La frontera entre el cerebro humano y la inteligencia artificial (IA) acaba de volverse mucho más delgada, y nunca mejor dicho. Un grupo de investigadores de la Universidad de Columbia (Nueva York), Stanford (California), la Universidad de Pensilvania y el Hospital Presbiteriano de Nueva York han presentado BISC (Biological Interface System to Cortex), una interfaz cerebro-computadora de nueva generación que promete transformar la relación entre neuronas y algoritmos.
Y es que BISC no es solo un implante cerebral más, sino que es una plataforma diseñada desde cero para dialogar con sistemas de IA avanzada, capaz de transmitir datos neuronales a gran velocidad, casi en tiempo real. Su objetivo es muy ambicioso: convertir la superficie del cerebro en un pequeño data center biológico conectado directamente a modelos de aprendizaje profundo.
Una mano robótica sujeta una recreación de un cerebro humano.
Un chip del grosor de un cabello
El núcleo de BlSC es un único chip de silicio ultrafino, de apenas 50 micrómetros de grosor, parecido al ancho de un cabello humano, y con un volumen total de solo 3 mm³.
Su flexibilidad permite colocarlo entre el cráneo y la superficie del cerebro, apoyándose sobre la corteza "como un papel de seda húmedo", según describen sus creadores.
A diferencia de las interfaces cerebro–computadora existentes hasta ahora, que requieren grandes implantes, cables y electrónica distribuida por el cuerpo, BISC integra todo en un solo chip.
En ese espacio microscópico se concentran 65.536 electrodos organizados en una matriz de 256×256, 1.024 canales de registro simultáneo, 16.384 canales de estimulación cerebral, radio, gestión de energía, control digital y conversión de datos, y todo sin ningún cable atravesando el cráneo ni baterías internas.

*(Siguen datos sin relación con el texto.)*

use anyhow::Result;
use std::env;

use crate::seo::SiteIdentity;

#[derive(Clone, Debug)]
pub struct Config {
    /// `None` means no content database: public reads degrade to empty
    /// results and SEO comes from the built-in table.
    pub database_url: Option<String>,
    pub db_max_connections: u32,
    pub server_address: String,
    pub jwt_secret: String,
    pub admin_username: String,
    pub admin_email: String,
    pub admin_password: Option<String>,
    pub site_name: String,
    pub site_url: Option<String>,
    pub site_dir: Option<String>,
}

impl Config {
    pub fn from_env() -> Result<Self> {
        dotenvy::dotenv().ok();

        let site_url = non_empty_var("SITE_URL").map(|url| url.trim_end_matches('/').to_string());
        if let Some(url) = &site_url {
            url::Url::parse(url).map_err(|e| anyhow::anyhow!("SITE_URL '{}' is not a valid URL: {}", url, e))?;
        }

        Ok(Config {
            database_url: non_empty_var("DATABASE_URL"),
            db_max_connections: env::var("DB_MAX_CONNECTIONS")
                .ok()
                .and_then(|s| s.parse().ok())
                .unwrap_or(10),
            server_address: env::var("SERVER_ADDRESS")
                .unwrap_or_else(|_| "0.0.0.0:8000".to_string()),
            jwt_secret: env::var("JWT_SECRET")
                .unwrap_or_else(|_| "change-me-in-production".to_string()),
            admin_username: env::var("ADMIN_USERNAME")
                .unwrap_or_else(|_| "admin".to_string()),
            admin_email: env::var("ADMIN_EMAIL")
                .unwrap_or_else(|_| "admin@localhost".to_string()),
            admin_password: non_empty_var("ADMIN_PASSWORD"),
            site_name: env::var("SITE_NAME")
                .unwrap_or_else(|_| "Haven Behavioral Health".to_string()),
            site_url,
            site_dir: non_empty_var("SITE_DIR"),
        })
    }

    pub fn site_identity(&self) -> SiteIdentity {
        SiteIdentity {
            name: self.site_name.clone(),
            url: self.site_url.clone(),
        }
    }
}

fn non_empty_var(key: &str) -> Option<String> {
    env::var(key).ok().filter(|v| !v.trim().is_empty())
}
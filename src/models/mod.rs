// Re-export all model types so callers can use `crate::models::*`

pub mod user;
pub mod blog;
pub mod faq;
pub mod location;
pub mod team;
pub mod seo;

pub use user::*;
pub use blog::*;
pub use faq::*;
pub use location::*;
pub use team::*;
pub use seo::*;
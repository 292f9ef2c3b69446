#[cfg(test)]
mod tests {
    use crate::auth::{create_jwt, verify_jwt};
    use crate::models::{User, UserRole};
    use chrono::Utc;
    use uuid::Uuid;

    fn create_test_user(role: UserRole) -> User {
        User {
            id: Uuid::new_v4(),
            username: "testuser".to_string(),
            email: "test@example.com".to_string(),
            password_hash: "hashed_password".to_string(),
            role,
            created_at: Utc::now(),
            updated_at: Utc::now(),
        }
    }

    #[test]
    fn test_create_jwt() {
        let user = create_test_user(UserRole::Editor);
        let token = create_jwt(&user, "test_secret").unwrap();
        assert!(!token.is_empty());
    }

    #[test]
    fn test_verify_jwt_carries_role() {
        let user = create_test_user(UserRole::Editor);
        let token = create_jwt(&user, "test_secret").unwrap();

        let claims = verify_jwt(&token, "test_secret").unwrap();
        assert_eq!(claims.sub, user.id);
        assert_eq!(claims.username, user.username);
        assert_eq!(claims.role, UserRole::Editor);
    }

    #[test]
    fn test_verify_jwt_invalid_secret() {
        let user = create_test_user(UserRole::Admin);
        let token = create_jwt(&user, "test_secret").unwrap();

        assert!(verify_jwt(&token, "wrong_secret").is_err());
    }

    #[test]
    fn test_verify_jwt_malformed_token() {
        assert!(verify_jwt("invalid.token.here", "test_secret").is_err());
        assert!(verify_jwt("", "test_secret").is_err());
    }

    #[test]
    fn test_role_string_round_trip() {
        for role in [UserRole::Admin, UserRole::Editor, UserRole::Viewer] {
            assert_eq!(UserRole::try_from(role.to_string()).unwrap(), role);
        }
        assert!(UserRole::try_from("superuser".to_string()).is_err());
    }
}
use chrono::{DateTime, Utc};
use serde::{Deserialize, Deserializer, Serialize};
use sqlx::FromRow;
use utoipa::ToSchema;
use uuid::Uuid;

use crate::{errors::ApiError, validation};

#[derive(Debug, Clone, Serialize, Deserialize, FromRow, ToSchema)]
pub struct Location {
    pub id: Uuid,
    pub name: String,
    pub slug: String,
    pub address: String,
    pub city: String,
    pub state: String,
    pub zip_code: String,
    pub phone: String,
    pub email: Option<String>,
    pub hours: Option<String>,
    pub services: Vec<String>,
    pub latitude: Option<f64>,
    pub longitude: Option<f64>,
    pub image_url: Option<String>,
    pub is_active: bool,
    pub created_at: DateTime<Utc>,
    pub updated_at: DateTime<Utc>,
}

#[derive(Debug, Clone, Serialize, Deserialize, ToSchema)]
pub struct CreateLocation {
    pub name: String,
    /// Derived from the name when omitted
    pub slug: Option<String>,
    pub address: String,
    pub city: String,
    pub state: String,
    pub zip_code: String,
    pub phone: String,
    pub email: Option<String>,
    pub hours: Option<String>,
    #[serde(default)]
    pub services: Vec<String>,
    pub latitude: Option<f64>,
    pub longitude: Option<f64>,
    pub image_url: Option<String>,
    #[serde(default = "default_active")]
    pub is_active: bool,
}

fn default_active() -> bool {
    true
}

#[derive(Debug, Clone, Default, Serialize, Deserialize, ToSchema)]
pub struct UpdateLocation {
    pub name: Option<String>,
    pub slug: Option<String>,
    pub address: Option<String>,
    pub city: Option<String>,
    pub state: Option<String>,
    pub zip_code: Option<String>,
    pub phone: Option<String>,
    pub email: Option<String>,
    pub hours: Option<String>,
    pub services: Option<Vec<String>>,
    /// `null` clears the coordinate; omitting it leaves it unchanged
    #[serde(default, deserialize_with = "nullable")]
    #[schema(value_type = Option<f64>)]
    pub latitude: Option<Option<f64>>,
    #[serde(default, deserialize_with = "nullable")]
    #[schema(value_type = Option<f64>)]
    pub longitude: Option<Option<f64>>,
    pub image_url: Option<String>,
    pub is_active: Option<bool>,
}

/// A present field becomes `Some`, even when it is `null`.
fn nullable<'de, D>(deserializer: D) -> Result<Option<Option<f64>>, D::Error>
where
    D: Deserializer<'de>,
{
    Option::<f64>::deserialize(deserializer).map(Some)
}

impl CreateLocation {
    pub fn validate(self) -> Result<Self, ApiError> {
        let name = validation::bounded_text("name", &self.name, validation::NAME_MAX)?;
        let slug = validation::resolve_slug(self.slug.as_deref(), &name)?;
        validate_coordinates(self.latitude, self.longitude)?;

        Ok(Self {
            slug: Some(slug),
            address: validation::require_text("address", &self.address)?,
            city: validation::bounded_text("city", &self.city, validation::CITY_MAX)?,
            state: validation::bounded_text("state", &self.state, validation::STATE_MAX)?,
            zip_code: validation::bounded_text("zip_code", &self.zip_code, validation::ZIP_CODE_MAX)?,
            phone: validation::bounded_text("phone", &self.phone, validation::PHONE_MAX)?,
            email: validation::optional_bounded("email", self.email, validation::EMAIL_MAX)?,
            hours: validation::optional_text(self.hours),
            services: validation::normalize_list(self.services),
            latitude: self.latitude,
            longitude: self.longitude,
            image_url: validation::optional_url("image_url", self.image_url)?,
            is_active: self.is_active,
            name,
        })
    }
}

impl UpdateLocation {
    pub fn apply(self, mut location: Location) -> Result<Location, ApiError> {
        if let Some(name) = self.name {
            location.name = validation::bounded_text("name", &name, validation::NAME_MAX)?;
        }
        if let Some(slug) = self.slug {
            location.slug = validation::resolve_slug(Some(&slug), &location.name)?;
        }
        if let Some(address) = self.address {
            location.address = validation::require_text("address", &address)?;
        }
        if let Some(city) = self.city {
            location.city = validation::bounded_text("city", &city, validation::CITY_MAX)?;
        }
        if let Some(state) = self.state {
            location.state = validation::bounded_text("state", &state, validation::STATE_MAX)?;
        }
        if let Some(zip_code) = self.zip_code {
            location.zip_code = validation::bounded_text("zip_code", &zip_code, validation::ZIP_CODE_MAX)?;
        }
        if let Some(phone) = self.phone {
            location.phone = validation::bounded_text("phone", &phone, validation::PHONE_MAX)?;
        }
        if self.email.is_some() {
            location.email = validation::optional_bounded("email", self.email, validation::EMAIL_MAX)?;
        }
        if self.hours.is_some() {
            location.hours = validation::optional_text(self.hours);
        }
        if let Some(services) = self.services {
            location.services = validation::normalize_list(services);
        }
        if let Some(latitude) = self.latitude {
            location.latitude = latitude;
        }
        if let Some(longitude) = self.longitude {
            location.longitude = longitude;
        }
        if self.image_url.is_some() {
            location.image_url = validation::optional_url("image_url", self.image_url)?;
        }
        if let Some(is_active) = self.is_active {
            location.is_active = is_active;
        }
        validate_coordinates(location.latitude, location.longitude)?;
        Ok(location)
    }
}

fn validate_coordinates(latitude: Option<f64>, longitude: Option<f64>) -> Result<(), ApiError> {
    if latitude.is_some_and(|lat| !(-90.0..=90.0).contains(&lat)) {
        return Err(ApiError::bad_request("'latitude' must be between -90 and 90"));
    }
    if longitude.is_some_and(|lng| !(-180.0..=180.0).contains(&lng)) {
        return Err(ApiError::bad_request("'longitude' must be between -180 and 180"));
    }
    Ok(())
}
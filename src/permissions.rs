//! Static role -> resource -> CRUD permission table for the admin dashboard.
//!
//! The table is data, not policy code: every admin route asks
//! [`require_permission`] before touching the database, and the dashboard
//! fetches the whole table once to decide which controls to render.

use serde::{Deserialize, Serialize};
use utoipa::ToSchema;

use crate::{errors::ApiError, models::UserRole};

#[derive(Debug, Clone, Copy, Serialize, Deserialize, PartialEq, Eq, Hash, ToSchema)]
#[serde(rename_all = "snake_case")]
pub enum Resource {
    Blog,
    Faq,
    Locations,
    Seo,
    Team,
    Users,
}

impl Resource {
    pub const ALL: [Resource; 6] = [
        Resource::Blog,
        Resource::Faq,
        Resource::Locations,
        Resource::Seo,
        Resource::Team,
        Resource::Users,
    ];
}

impl std::fmt::Display for Resource {
    fn fmt(&self, f: &mut std::fmt::Formatter<'_>) -> std::fmt::Result {
        let name = match self {
            Resource::Blog => "blog",
            Resource::Faq => "faq",
            Resource::Locations => "locations",
            Resource::Seo => "seo",
            Resource::Team => "team",
            Resource::Users => "users",
        };
        write!(f, "{}", name)
    }
}

#[derive(Debug, Clone, Copy, Serialize, Deserialize, PartialEq, Eq, ToSchema)]
#[serde(rename_all = "snake_case")]
pub enum Action {
    Create,
    Read,
    Update,
    Delete,
}

impl std::fmt::Display for Action {
    fn fmt(&self, f: &mut std::fmt::Formatter<'_>) -> std::fmt::Result {
        let name = match self {
            Action::Create => "create",
            Action::Read => "read",
            Action::Update => "update",
            Action::Delete => "delete",
        };
        write!(f, "{}", name)
    }
}

#[derive(Debug, Clone, Copy, Default, Serialize, Deserialize, PartialEq, Eq, ToSchema)]
pub struct Permissions {
    pub can_create: bool,
    pub can_read: bool,
    pub can_update: bool,
    pub can_delete: bool,
}

impl Permissions {
    const fn new(can_create: bool, can_read: bool, can_update: bool, can_delete: bool) -> Self {
        Self { can_create, can_read, can_update, can_delete }
    }

    const ALL: Permissions = Permissions::new(true, true, true, true);
    const NONE: Permissions = Permissions::new(false, false, false, false);
    const READ_ONLY: Permissions = Permissions::new(false, true, false, false);

    pub fn allows(&self, action: Action) -> bool {
        match action {
            Action::Create => self.can_create,
            Action::Read => self.can_read,
            Action::Update => self.can_update,
            Action::Delete => self.can_delete,
        }
    }
}

/// Look up the CRUD flags a role has on a resource.
pub const fn permissions_for(role: UserRole, resource: Resource) -> Permissions {
    match (role, resource) {
        (UserRole::Admin, _) => Permissions::ALL,

        (UserRole::Editor, Resource::Blog | Resource::Faq) => Permissions::ALL,
        (UserRole::Editor, Resource::Team) => Permissions::new(true, true, true, false),
        (UserRole::Editor, Resource::Locations | Resource::Seo) => {
            Permissions::new(false, true, true, false)
        }
        (UserRole::Editor, Resource::Users) => Permissions::NONE,

        (UserRole::Viewer, Resource::Users) => Permissions::NONE,
        (UserRole::Viewer, _) => Permissions::READ_ONLY,
    }
}

impl UserRole {
    pub fn can(&self, resource: Resource, action: Action) -> bool {
        permissions_for(*self, resource).allows(action)
    }
}

#[derive(Debug, Clone, Serialize, Deserialize, ToSchema)]
pub struct ResourcePermissions {
    pub resource: Resource,
    #[serde(flatten)]
    pub permissions: Permissions,
}

#[derive(Debug, Clone, Serialize, Deserialize, ToSchema)]
pub struct PermissionTable {
    pub role: UserRole,
    pub resources: Vec<ResourcePermissions>,
}

/// The full table for one role, in `Resource::ALL` order.
pub fn permission_table(role: UserRole) -> PermissionTable {
    PermissionTable {
        role,
        resources: Resource::ALL
            .iter()
            .map(|&resource| ResourcePermissions {
                resource,
                permissions: permissions_for(role, resource),
            })
            .collect(),
    }
}

pub fn require_permission(role: UserRole, resource: Resource, action: Action) -> Result<(), ApiError> {
    if role.can(resource, action) {
        Ok(())
    } else {
        tracing::debug!("Role {} denied {} on {}", role, action, resource);
        Err(ApiError::forbidden(format!(
            "Role '{}' may not {} {}",
            role, action, resource
        )))
    }
}
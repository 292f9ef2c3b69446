use chrono::{DateTime, Utc};
use serde::{Deserialize, Serialize};
use sqlx::FromRow;
use utoipa::{IntoParams, ToSchema};
use uuid::Uuid;

use crate::{errors::ApiError, validation};

#[derive(Debug, Clone, Serialize, Deserialize, FromRow, ToSchema)]
pub struct SeoMetadata {
    pub id: Uuid,
    pub page_path: String,
    pub title: String,
    pub description: String,
    pub keywords: Vec<String>,
    pub og_title: Option<String>,
    pub og_description: Option<String>,
    pub og_image: Option<String>,
    pub canonical_url: Option<String>,
    pub no_index: bool,
    pub created_at: DateTime<Utc>,
    pub updated_at: DateTime<Utc>,
}

#[derive(Debug, Clone, Serialize, Deserialize, ToSchema)]
pub struct CreateSeoMetadata {
    pub page_path: String,
    pub title: String,
    #[serde(default)]
    pub description: String,
    #[serde(default)]
    pub keywords: Vec<String>,
    pub og_title: Option<String>,
    pub og_description: Option<String>,
    pub og_image: Option<String>,
    pub canonical_url: Option<String>,
    #[serde(default)]
    pub no_index: bool,
}

#[derive(Debug, Clone, Default, Serialize, Deserialize, ToSchema)]
pub struct UpdateSeoMetadata {
    pub page_path: Option<String>,
    pub title: Option<String>,
    pub description: Option<String>,
    pub keywords: Option<Vec<String>>,
    pub og_title: Option<String>,
    pub og_description: Option<String>,
    pub og_image: Option<String>,
    pub canonical_url: Option<String>,
    pub no_index: Option<bool>,
}

/// Where a resolved SEO record came from.
#[derive(Debug, Clone, Copy, Serialize, Deserialize, PartialEq, Eq, ToSchema)]
#[serde(rename_all = "snake_case")]
pub enum SeoSource {
    Database,
    Static,
    Default,
}

/// The page-facing view of SEO metadata, independent of its origin.
#[derive(Debug, Clone, Serialize, Deserialize, PartialEq, ToSchema)]
pub struct PageSeo {
    pub page_path: String,
    pub title: String,
    pub description: String,
    pub keywords: Vec<String>,
    pub og_title: Option<String>,
    pub og_description: Option<String>,
    pub og_image: Option<String>,
    pub canonical_url: Option<String>,
    pub no_index: bool,
}

#[derive(Debug, Clone, Serialize, Deserialize, ToSchema)]
pub struct ResolvedSeo {
    pub source: SeoSource,
    pub metadata: PageSeo,
}

#[derive(Debug, Clone, Deserialize, IntoParams, ToSchema)]
#[into_params(parameter_in = Query)]
pub struct SeoQuery {
    /// Page path, e.g. `/about`
    pub path: String,
}

impl From<SeoMetadata> for PageSeo {
    fn from(record: SeoMetadata) -> Self {
        Self {
            page_path: record.page_path,
            title: record.title,
            description: record.description,
            keywords: record.keywords,
            og_title: record.og_title,
            og_description: record.og_description,
            og_image: record.og_image,
            canonical_url: record.canonical_url,
            no_index: record.no_index,
        }
    }
}

impl CreateSeoMetadata {
    pub fn validate(self) -> Result<Self, ApiError> {
        Ok(Self {
            page_path: validate_page_path(&self.page_path)?,
            title: validation::require_text("title", &self.title)?,
            description: self.description.trim().to_string(),
            keywords: validation::normalize_list(self.keywords),
            og_title: validation::optional_text(self.og_title),
            og_description: validation::optional_text(self.og_description),
            og_image: validation::optional_url("og_image", self.og_image)?,
            canonical_url: validation::optional_url("canonical_url", self.canonical_url)?,
            no_index: self.no_index,
        })
    }
}

impl UpdateSeoMetadata {
    pub fn apply(self, mut record: SeoMetadata) -> Result<SeoMetadata, ApiError> {
        if let Some(page_path) = self.page_path {
            record.page_path = validate_page_path(&page_path)?;
        }
        if let Some(title) = self.title {
            record.title = validation::require_text("title", &title)?;
        }
        if let Some(description) = self.description {
            record.description = description.trim().to_string();
        }
        if let Some(keywords) = self.keywords {
            record.keywords = validation::normalize_list(keywords);
        }
        if self.og_title.is_some() {
            record.og_title = validation::optional_text(self.og_title);
        }
        if self.og_description.is_some() {
            record.og_description = validation::optional_text(self.og_description);
        }
        if self.og_image.is_some() {
            record.og_image = validation::optional_url("og_image", self.og_image)?;
        }
        if self.canonical_url.is_some() {
            record.canonical_url = validation::optional_url("canonical_url", self.canonical_url)?;
        }
        if let Some(no_index) = self.no_index {
            record.no_index = no_index;
        }
        Ok(record)
    }
}

/// Stored paths are always in `normalize_path` form so lookups match.
fn validate_page_path(raw: &str) -> Result<String, ApiError> {
    let trimmed = validation::require_text("page_path", raw)?;
    if trimmed.contains("://") {
        return Err(ApiError::bad_request("'page_path' must be a site-relative path like /about"));
    }
    let path = crate::seo::normalize_path(&trimmed);
    validation::max_len("page_path", &path, validation::PAGE_PATH_MAX)?;
    Ok(path)
}
use axum::http::StatusCode;
use thiserror::Error;

/// Common trait for the error types surfaced over HTTP
pub trait AppError: std::error::Error + Send + Sync + 'static {
    /// Get the HTTP status code for this error
    fn status_code(&self) -> StatusCode;

    /// Get a user-friendly error message
    fn user_message(&self) -> String;

    /// Get the error code for frontend handling
    fn error_code(&self) -> &'static str;
}

/// Macro to implement IntoResponse for AppError types
macro_rules! impl_into_response {
    ($error_type:ty) => {
        impl axum::response::IntoResponse for $error_type {
            fn into_response(self) -> axum::response::Response {
                use crate::errors::AppError;
                use axum::response::Json;
                use serde_json::json;

                let status = self.status_code();
                if status.is_server_error() {
                    tracing::error!("{} ({})", self, self.error_code());
                }

                let body = Json(json!({
                    "error": self.user_message(),
                    "code": self.error_code(),
                    "status": status.as_u16()
                }));

                (status, body).into_response()
            }
        }
    };
}

pub(crate) use impl_into_response;

/// Generic API error returned by every route handler
#[derive(Error, Debug)]
pub enum ApiError {
    #[error("Bad request: {message}")]
    BadRequest { message: String },

    #[error("Resource not found")]
    NotFound,

    #[error("Conflict: {message}")]
    Conflict { message: String },

    #[error("Unauthorized access")]
    Unauthorized,

    #[error("Forbidden: {message}")]
    Forbidden { message: String },

    #[error("Internal server error: {message}")]
    InternalServerError { message: String },

    #[error("Service unavailable: {message}")]
    ServiceUnavailable { message: String },
}

impl AppError for ApiError {
    fn status_code(&self) -> StatusCode {
        match self {
            ApiError::BadRequest { .. } => StatusCode::BAD_REQUEST,
            ApiError::NotFound => StatusCode::NOT_FOUND,
            ApiError::Conflict { .. } => StatusCode::CONFLICT,
            ApiError::Unauthorized => StatusCode::UNAUTHORIZED,
            ApiError::Forbidden { .. } => StatusCode::FORBIDDEN,
            ApiError::InternalServerError { .. } => StatusCode::INTERNAL_SERVER_ERROR,
            ApiError::ServiceUnavailable { .. } => StatusCode::SERVICE_UNAVAILABLE,
        }
    }

    fn user_message(&self) -> String {
        match self {
            ApiError::BadRequest { message } => message.clone(),
            ApiError::NotFound => "Resource not found".to_string(),
            ApiError::Conflict { message } => message.clone(),
            ApiError::Unauthorized => "Authentication required".to_string(),
            ApiError::Forbidden { message } => message.clone(),
            ApiError::InternalServerError { .. } => "An internal error occurred".to_string(),
            ApiError::ServiceUnavailable { message } => message.clone(),
        }
    }

    fn error_code(&self) -> &'static str {
        match self {
            ApiError::BadRequest { .. } => "BAD_REQUEST",
            ApiError::NotFound => "NOT_FOUND",
            ApiError::Conflict { .. } => "CONFLICT",
            ApiError::Unauthorized => "UNAUTHORIZED",
            ApiError::Forbidden { .. } => "FORBIDDEN",
            ApiError::InternalServerError { .. } => "INTERNAL_SERVER_ERROR",
            ApiError::ServiceUnavailable { .. } => "SERVICE_UNAVAILABLE",
        }
    }
}

impl_into_response!(ApiError);

impl ApiError {
    pub fn bad_request<S: Into<String>>(message: S) -> Self {
        Self::BadRequest { message: message.into() }
    }

    pub fn conflict<S: Into<String>>(message: S) -> Self {
        Self::Conflict { message: message.into() }
    }

    pub fn forbidden<S: Into<String>>(message: S) -> Self {
        Self::Forbidden { message: message.into() }
    }

    pub fn internal_server_error<S: Into<String>>(message: S) -> Self {
        Self::InternalServerError { message: message.into() }
    }

    pub fn service_unavailable<S: Into<String>>(message: S) -> Self {
        Self::ServiceUnavailable { message: message.into() }
    }

    /// Returned by admin routes when no database is configured.
    pub fn database_not_configured() -> Self {
        Self::service_unavailable("Content database is not configured")
    }
}

/// Postgres `string_data_right_truncation`.
const PG_VALUE_TOO_LONG: &str = "22001";

/// Database errors bubble up from the data layer as `anyhow::Error`.
/// Unique violations become 409s, values wider than their column 400s,
/// everything else is a 500.
impl From<anyhow::Error> for ApiError {
    fn from(err: anyhow::Error) -> Self {
        if let Some(sqlx::Error::Database(db_err)) = err.downcast_ref::<sqlx::Error>() {
            if db_err.is_unique_violation() {
                let what = db_err.constraint().unwrap_or("unique field");
                return ApiError::conflict(format!("A record with the same value already exists ({})", what));
            }
            if db_err.code().as_deref() == Some(PG_VALUE_TOO_LONG) {
                return ApiError::bad_request("A value is longer than its field allows");
            }
        }
        ApiError::internal_server_error(err.to_string())
    }
}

Streaming neuronal a 100 Mbps
Sin embargo, el verdadero salto tecnológico de BISC no está solo en su tamaño, sino en su capacidad de transmisión de datos. El implante se comunica de forma inalámbrica con una estación de retransmisión portátil mediante radio de banda ultraancha, alcanzando velocidades de hasta 100 megabits por segundo.
Según los investigadores, esto supone al menos 100 veces más ancho de banda que cualquier BCI inalámbrica actual. Para la IA, esta cifra lo cambia todo. Por primera vez, es viable transmitir señales corticales de alta resolución en tiempo real, alimentar directamente modelos de deep learning con datos neuronales crudos y crear bucles cerrados donde la IA interpreta, responde y estimula el cerebro en milisegundos.
En la práctica, esto se traduce en que el cerebro deja de ser una fuente de datos intermitente y se convierte en un flujo continuo de información, algo radicalmente distinto a los EEG (electroencefalogramas) tradicionales.
Conexiones en torno a un cerebro humano.
IA en el centro del sistema
BISC ha sido probado en modelos animales y en registros humanos de corta duración. En combinación con modelos de inteligencia artificial, el sistema ya ha demostrado que puede decodificar intención de movimiento (alcance y agarre), reconstruir respuestas de la corteza visual ante imágenes complejas y analizar patrones espaciales y ondas cerebrales ligadas a atención, memoria o percepción.
La arquitectura está pensada específicamente para la IA: redes neuronales profundas, transformers y modelos generativos que aprenden a mapear patrones cerebrales con estímulos, acciones o estados internos.
De la clínica al futuro de la IA agéntica
A corto plazo, las aplicaciones más claras de BISC son médicas, en concreto para casos de epilepsia resistente a fármacos, lesiones medulares, ELA, ictus, prótesis robóticas o restauración parcial de la visión y el habla mediante estimulación cortical.
Sin embargo, su impacto va más allá de la medicina, y es que sistemas como BISC apuntan a un futuro donde la IA no solo procesa texto o imágenes, sino datos neuronales en tiempo real, adaptándose dinámicamente al estado del usuario. Así, es el primer paso hacia una IA agéntica embebida en el sistema nervioso, capaz de cerrar el ciclo percepción, inferencia y acción directamente en el cerebro.
La neuroprivacidad, a debate
Toda esta revolución lleva a hacerse inevitablemente preguntas como ¿quién es el dueño de los datos neuronales?, ¿cómo se protegen las inferencias sobre emociones, intenciones o preferencias? o ¿necesitamos nuevos marcos de neuroderechos?
BISC aún está en fase preclínica, pero ya su sola existencia acelera el debate. Mientras la IA generativa avanza en software, proyectos como este muestran que la otra gran carrera tecnológica actual se libra en el hardware que conecta la IA con lo más íntimo que tenemos: el cerebro. Y si algo queda claro es que esta conexión ha dejado de ser ciencia ficción para empezar a parecerse ya a una hoja de ruta real.